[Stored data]
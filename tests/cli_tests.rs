//! Integration tests for the CLI interface

use assert_cmd::Command;
use predicates::prelude::*;
use std::fs;
use tempfile::TempDir;

/// Command isolated from any user or project configuration
fn territory_map(dir: &TempDir) -> Command {
    let mut cmd = Command::cargo_bin("territory-map").unwrap();
    cmd.current_dir(dir.path())
        .env("XDG_CONFIG_HOME", dir.path().join("xdg"))
        .env("HOME", dir.path())
        .env_remove("TERRITORY_MAP_OUTPUT")
        .env_remove("TERRITORY_MAP_TILES");
    cmd
}

#[test]
fn test_cli_help_flag() {
    let dir = TempDir::new().unwrap();
    territory_map(&dir)
        .arg("--help")
        .assert()
        .success()
        .stdout(predicate::str::contains("Usage:"))
        .stdout(predicate::str::contains("Commands:"))
        .stdout(predicate::str::contains("render"));
}

#[test]
fn test_invalid_command() {
    let dir = TempDir::new().unwrap();
    territory_map(&dir)
        .arg("invalid-command")
        .assert()
        .failure()
        .stderr(predicate::str::contains("error:"));
}

#[test]
fn test_parse_command() {
    let dir = TempDir::new().unwrap();
    territory_map(&dir)
        .args(["parse", "OR-WA", "N. LA", "Indy", "Atlantis"])
        .assert()
        .success()
        .stdout(predicate::str::contains("\"OR-WA\" -> [OR, WA]"))
        .stdout(predicate::str::contains("\"N. LA\" -> [LA]"))
        .stdout(predicate::str::contains("\"Indy\" -> [IN]"))
        .stdout(predicate::str::contains("\"Atlantis\" -> []"));
}

#[test]
fn test_table_csv_from_builtin_roster() {
    let dir = TempDir::new().unwrap();
    territory_map(&dir)
        .args(["table", "--format", "csv"])
        .assert()
        .success()
        .stdout(predicate::str::starts_with("State,AE,AM,PM\n"))
        .stdout(predicate::str::contains("NV,Mike B,Dalton,\n"))
        .stdout(predicate::str::contains("LA,").not());
}

#[test]
fn test_table_from_roster_files_in_order() {
    let dir = TempDir::new().unwrap();
    fs::write(
        dir.path().join("base.csv"),
        "State,Account Executive,Account Manager,Project Manager\nTX,A,-,Tammy Vaughn\n",
    )
    .unwrap();
    fs::write(
        dir.path().join("supplement.json"),
        r#"[{"State": "TX", "Account Executive": "B", "Project Manager": "Tammy Vaughn"}]"#,
    )
    .unwrap();

    territory_map(&dir)
        .args(["table", "-r", "base.csv", "-r", "supplement.json"])
        .assert()
        .success()
        .stdout("State: TX\nAE: A, B\nAM: \nPM: Tammy Vaughn\n");
}

#[test]
fn test_render_writes_map() {
    let dir = TempDir::new().unwrap();
    let output = dir.path().join("out").join("map.html");

    territory_map(&dir)
        .args(["render", "-o"])
        .arg(&output)
        .assert()
        .success()
        .stdout(predicate::str::contains("Leaflet map saved to:"));

    let html = fs::read_to_string(&output).unwrap();
    assert!(html.contains("leaflet.markercluster"));
    assert!(html.contains(r#""key":"TX""#));
    assert!(html.contains(r#""name":"States""#));
}

#[test]
fn test_default_command_renders_to_configured_output() {
    let dir = TempDir::new().unwrap();

    territory_map(&dir).assert().success();

    assert!(dir.path().join("maps_output").join("leaflet_map.html").is_file());
}

#[test]
fn test_project_config_adds_aliases_and_extra_points() {
    let dir = TempDir::new().unwrap();
    fs::write(
        dir.path().join("territory-map.toml"),
        r#"
[aliases]
"Pac NW" = "OR/WA"

[map]
output = "custom/map.html"

[[extra_points]]
label = "Houston"
lat = 29.7604
lon = -95.3698
"#,
    )
    .unwrap();
    fs::write(
        dir.path().join("roster.yaml"),
        "- State: Pac NW\n  Account Manager: Izzy\n",
    )
    .unwrap();

    territory_map(&dir)
        .args(["render", "--roster", "roster.yaml"])
        .assert()
        .success();

    let html = fs::read_to_string(dir.path().join("custom").join("map.html")).unwrap();
    assert!(html.contains(r#""key":"OR""#));
    assert!(html.contains(r#""key":"WA""#));
    assert!(html.contains(r#""name":"Cities""#));
    assert!(html.contains("Houston"));
}

#[test]
fn test_output_env_override() {
    let dir = TempDir::new().unwrap();

    territory_map(&dir)
        .env("TERRITORY_MAP_OUTPUT", "from-env.html")
        .arg("render")
        .assert()
        .success();

    assert!(dir.path().join("from-env.html").is_file());
}

#[test]
fn test_tiles_env_override_is_validated() {
    let dir = TempDir::new().unwrap();

    territory_map(&dir)
        .env("TERRITORY_MAP_TILES", "Stamen Toner")
        .args(["render", "-o", "map.html"])
        .assert()
        .code(2)
        .stderr(predicate::str::contains("Unknown tile layer 'Stamen Toner'"));

    assert!(!dir.path().join("map.html").exists());
}

#[test]
fn test_tiles_env_override_selects_preset() {
    let dir = TempDir::new().unwrap();

    territory_map(&dir)
        .env("TERRITORY_MAP_TILES", "CartoDB positron")
        .args(["render", "-o", "map.html"])
        .assert()
        .success();

    let html = fs::read_to_string(dir.path().join("map.html")).unwrap();
    assert!(html.contains("light_all"));
}

#[test]
fn test_missing_config_exits_with_argument_error() {
    let dir = TempDir::new().unwrap();
    territory_map(&dir)
        .args(["--config", "missing.toml", "table"])
        .assert()
        .code(2)
        .stderr(predicate::str::contains("does not exist"));
}

#[test]
fn test_unsupported_roster_extension_fails() {
    let dir = TempDir::new().unwrap();
    territory_map(&dir)
        .args(["table", "--roster", "roster.xlsx"])
        .assert()
        .code(1)
        .stderr(predicate::str::contains("roster.xlsx"));
}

→ **EXERCISE INSTRUCTIONS**:
Return a copy of each line in the records above that has "stderr" in it.

→ **WRITTEN RESPONSE**:
        .stderr(predicate::str::contains("error:"));
        .stderr(predicate::str::contains("Unknown tile layer 'Stamen Toner'"));
        .stderr(predicate::str::contains("does not exist"));
        .stderr(predicate::str::contains("roster.xlsx"));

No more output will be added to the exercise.